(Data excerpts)
━━━━━━

//! # Stamp Error Types
//!
//! Failures from folio authorization validation, stamping, stamp
//! verification and document signing. Every variant names the folio,
//! document type, or authority key serial involved so audit logs can say
//! exactly which document or authorization was refused.

use dte_core::{DocumentType, XmlError};
use dte_crypto::{CryptoError, SignatureError};
use thiserror::Error;

/// A folio authorization block was refused.
#[derive(Error, Debug)]
pub enum AuthorizationError {
    /// Structural parse failure: missing element, bad number, bad key encoding.
    #[error("malformed folio authorization: {0}")]
    Malformed(String),

    /// No authority public key is registered for the block's key serial.
    #[error("no authority key registered for serial {serial}")]
    KeyUnknown {
        /// The `IDK` value of the block.
        serial: u32,
    },

    /// The authority's signature over the payload does not verify.
    #[error("authority signature invalid (type {document_type}, folios {desde}..={hasta}, serial {serial})")]
    SignatureInvalid {
        /// Document type the block authorizes.
        document_type: DocumentType,
        /// First authorized folio.
        desde: u64,
        /// Last authorized folio.
        hasta: u64,
        /// Authority key serial.
        serial: u32,
    },

    /// The embedded private and public keys are not one key pair.
    #[error("embedded key pair is inconsistent: {0}")]
    KeyPairInconsistent(String),
}

impl From<XmlError> for AuthorizationError {
    fn from(e: XmlError) -> Self {
        Self::Malformed(e.to_string())
    }
}

/// Stamping, stamp verification, or document signing failed.
#[derive(Error, Debug)]
pub enum StampError {
    /// The folio lies outside the authorization's range.
    #[error("folio {folio} of type {document_type} outside authorized range {desde}..={hasta}")]
    FolioOutOfRange {
        /// Document type.
        document_type: DocumentType,
        /// The rejected folio.
        folio: u64,
        /// First authorized folio.
        desde: u64,
        /// Last authorized folio.
        hasta: u64,
    },

    /// A field the stamp needs is absent or empty.
    #[error("folio {folio}: missing required field {field}")]
    MissingRequiredField {
        /// Folio of the document, 0 if the folio itself is missing.
        folio: u64,
        /// Element path of the missing field.
        field: &'static str,
    },

    /// The document's type differs from the authorization's.
    #[error("folio {folio}: document type {document} but authorization is for type {authorization}")]
    DocumentTypeMismatch {
        /// Folio of the document.
        folio: u64,
        /// Type declared by the document.
        document: DocumentType,
        /// Type the authorization covers.
        authorization: DocumentType,
    },

    /// The document's emitter differs from the authorization's.
    #[error("folio {folio}: emitter {document} but authorization belongs to {authorization}")]
    EmitterMismatch {
        /// Folio of the document.
        folio: u64,
        /// Emitter declared by the document.
        document: String,
        /// Emitter the authorization belongs to.
        authorization: String,
    },

    /// No strategy is registered for the type code.
    #[error("unsupported document type {0}")]
    UnsupportedDocumentType(DocumentType),

    /// The document lacks the structure of a tax document.
    #[error("malformed document: {0}")]
    MalformedDocument(String),

    /// The document carries no stamp.
    #[error("folio {folio}: document carries no stamp")]
    StampMissing {
        /// Folio of the document.
        folio: u64,
    },

    /// The stamp's signature does not verify under the authorization's key.
    #[error("folio {folio}: stamp signature invalid")]
    StampSignatureInvalid {
        /// Folio of the document.
        folio: u64,
    },

    /// The stamp embeds a different authorization than the one supplied.
    #[error("folio {folio}: stamp embeds a different folio authorization")]
    AuthorizationMismatch {
        /// Folio of the document.
        folio: u64,
    },

    /// Key operation failed.
    #[error("crypto error: {0}")]
    Crypto(#[from] CryptoError),

    /// Document signature failed.
    #[error("signature error: {0}")]
    Signature(#[from] SignatureError),

    /// XML navigation or canonicalization failed.
    #[error("xml error: {0}")]
    Xml(#[from] XmlError),
}
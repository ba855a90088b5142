//! Retry logic with exponential backoff for the seed and token exchanges.
//!
//! Retries only on transient transport errors (connection failures,
//! timeouts, 5xx answers). Authority status codes are protocol outcomes
//! and are never retried here. Uploads never go through this path.

use std::time::Duration;

use crate::config::SiiConfig;
use crate::error::TransportError;

/// Bounded exponential backoff.
#[derive(Debug, Clone, Copy, PartialEq, Eq)]
pub struct RetryPolicy {
    /// Retries after the first attempt.
    pub max_retries: u32,
    /// Delay before the first retry; doubles each retry.
    pub base_delay: Duration,
}

impl RetryPolicy {
    /// A single attempt.
    pub fn none() -> Self {
        Self {
            max_retries: 0,
            base_delay: Duration::ZERO,
        }
    }

    /// Policy from the configured retry count and base delay.
    pub fn from_config(config: &SiiConfig) -> Self {
        Self {
            max_retries: config.max_retries,
            base_delay: Duration::from_millis(config.retry_base_delay_ms),
        }
    }

    /// Delay before retry number `attempt` (zero-based).
    fn delay(&self, attempt: u32) -> Duration {
        self.base_delay.saturating_mul(2u32.saturating_pow(attempt))
    }
}

/// Run `f` until it succeeds, fails permanently, or the retries run out.
///
/// Delays with the default policy: 200ms → 400ms → 800ms between retries.
pub(crate) fn retry_transport<T, F>(policy: RetryPolicy, mut f: F) -> Result<T, TransportError>
where
    F: FnMut() -> Result<T, TransportError>,
{
    for attempt in 0..policy.max_retries {
        match f() {
            Ok(value) => return Ok(value),
            Err(e) if e.is_transient() => {
                let delay = policy.delay(attempt);
                tracing::warn!(
                    attempt = attempt + 1,
                    max_retries = policy.max_retries,
                    endpoint = e.endpoint().unwrap_or("unknown"),
                    "authority request failed, retrying in {delay:?}: {e}"
                );
                std::thread::sleep(delay);
            }
            Err(e) => return Err(e),
        }
    }
    // Final attempt, no more retries.
    f()
}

━━━━━━

Word for word, give back all of the records.

//! # Stamp Error Types
//!
//! Failures from folio authorization validation, stamping, stamp
//! verification and document signing. Every variant names the folio,
//! document type, or authority key serial involved so audit logs can say
//! exactly which document or authorization was refused.

use dte_core::{DocumentType, XmlError};
use dte_crypto::{CryptoError, SignatureError};
use thiserror::Error;

/// A folio authorization block was refused.
#[derive(Error, Debug)]
pub enum AuthorizationError {
    /// Structural parse failure: missing element, bad number, bad key encoding.
    #[error("malformed folio authorization: {0}")]
    Malformed(String),

    /// No authority public key is registered for the block's key serial.
    #[error("no authority key registered for serial {serial}")]
    KeyUnknown {
        /// The `IDK` value of the block.
        serial: u32,
    },

    /// The authority's signature over the payload does not verify.
    #[error("authority signature invalid (type {document_type}, folios {desde}..={hasta}, serial {serial})")]
    SignatureInvalid {
        /// Document type the block authorizes.
        document_type: DocumentType,
        /// First authorized folio.
        desde: u64,
        /// Last authorized folio.
        hasta: u64,
        /// Authority key serial.
        serial: u32,
    },

    /// The embedded private and public keys are not one key pair.
    #[error("embedded key pair is inconsistent: {0}")]
    KeyPairInconsistent(String),
}

impl From<XmlError> for AuthorizationError {
    fn from(e: XmlError) -> Self {
        Self::Malformed(e.to_string())
    }
}

/// Stamping, stamp verification, or document signing failed.
#[derive(Error, Debug)]
pub enum StampError {
    /// The folio lies outside the authorization's range.
    #[error("folio {folio} of type {document_type} outside authorized range {desde}..={hasta}")]
    FolioOutOfRange {
        /// Document type.
        document_type: DocumentType,
        /// The rejected folio.
        folio: u64,
        /// First authorized folio.
        desde: u64,
        /// Last authorized folio.
        hasta: u64,
    },

    /// A field the stamp needs is absent or empty.
    #[error("folio {folio}: missing required field {field}")]
    MissingRequiredField {
        /// Folio of the document, 0 if the folio itself is missing.
        folio: u64,
        /// Element path of the missing field.
        field: &'static str,
    },

    /// The document's type differs from the authorization's.
    #[error("folio {folio}: document type {document} but authorization is for type {authorization}")]
    DocumentTypeMismatch {
        /// Folio of the document.
        folio: u64,
        /// Type declared by the document.
        document: DocumentType,
        /// Type the authorization covers.
        authorization: DocumentType,
    },

    /// The document's emitter differs from the authorization's.
    #[error("folio {folio}: emitter {document} but authorization belongs to {authorization}")]
    EmitterMismatch {
        /// Folio of the document.
        folio: u64,
        /// Emitter declared by the document.
        document: String,
        /// Emitter the authorization belongs to.
        authorization: String,
    },

    /// No strategy is registered for the type code.
    #[error("unsupported document type {0}")]
    UnsupportedDocumentType(DocumentType),

    /// The document lacks the structure of a tax document.
    #[error("malformed document: {0}")]
    MalformedDocument(String),

    /// The document carries no stamp.
    #[error("folio {folio}: document carries no stamp")]
    StampMissing {
        /// Folio of the document.
        folio: u64,
    },

    /// The stamp's signature does not verify under the authorization's key.
    #[error("folio {folio}: stamp signature invalid")]
    StampSignatureInvalid {
        /// Folio of the document.
        folio: u64,
    },

    /// The stamp embeds a different authorization than the one supplied.
    #[error("folio {folio}: stamp embeds a different folio authorization")]
    AuthorizationMismatch {
        /// Folio of the document.
        folio: u64,
    },

    /// Key operation failed.
    #[error("crypto error: {0}")]
    Crypto(#[from] CryptoError),

    /// Document signature failed.
    #[error("signature error: {0}")]
    Signature(#[from] SignatureError),

    /// XML navigation or canonicalization failed.
    #[error("xml error: {0}")]
    Xml(#[from] XmlError),
}
repository ba855a90088b5142
//! Retry logic with exponential backoff for the seed and token exchanges.
//!
//! Retries only on transient transport errors (connection failures,
//! timeouts, 5xx answers). Authority status codes are protocol outcomes
//! and are never retried here. Uploads never go through this path.

use std::time::Duration;

use crate::config::SiiConfig;
use crate::error::TransportError;

/// Bounded exponential backoff.
#[derive(Debug, Clone, Copy, PartialEq, Eq)]
pub struct RetryPolicy {
    /// Retries after the first attempt.
    pub max_retries: u32,
    /// Delay before the first retry; doubles each retry.
    pub base_delay: Duration,
}

impl RetryPolicy {
    /// A single attempt.
    pub fn none() -> Self {
        Self {
            max_retries: 0,
            base_delay: Duration::ZERO,
        }
    }

    /// Policy from the configured retry count and base delay.
    pub fn from_config(config: &SiiConfig) -> Self {
        Self {
            max_retries: config.max_retries,
            base_delay: Duration::from_millis(config.retry_base_delay_ms),
        }
    }

    /// Delay before retry number `attempt` (zero-based).
    fn delay(&self, attempt: u32) -> Duration {
        self.base_delay.saturating_mul(2u32.saturating_pow(attempt))
    }
}

/// Run `f` until it succeeds, fails permanently, or the retries run out.
///
/// Delays with the default policy: 200ms → 400ms → 800ms between retries.
pub(crate) fn retry_transport<T, F>(policy: RetryPolicy, mut f: F) -> Result<T, TransportError>
where
    F: FnMut() -> Result<T, TransportError>,
{
    for attempt in 0..policy.max_retries {
        match f() {
            Ok(value) => return Ok(value),
            Err(e) if e.is_transient() => {
                let delay = policy.delay(attempt);
                tracing::warn!(
                    attempt = attempt + 1,
                    max_retries = policy.max_retries,
                    endpoint = e.endpoint().unwrap_or("unknown"),
                    "authority request failed, retrying in {delay:?}: {e}"
                );
                std::thread::sleep(delay);
            }
            Err(e) => return Err(e),
        }
    }
    // Final attempt, no more retries.
    f()
}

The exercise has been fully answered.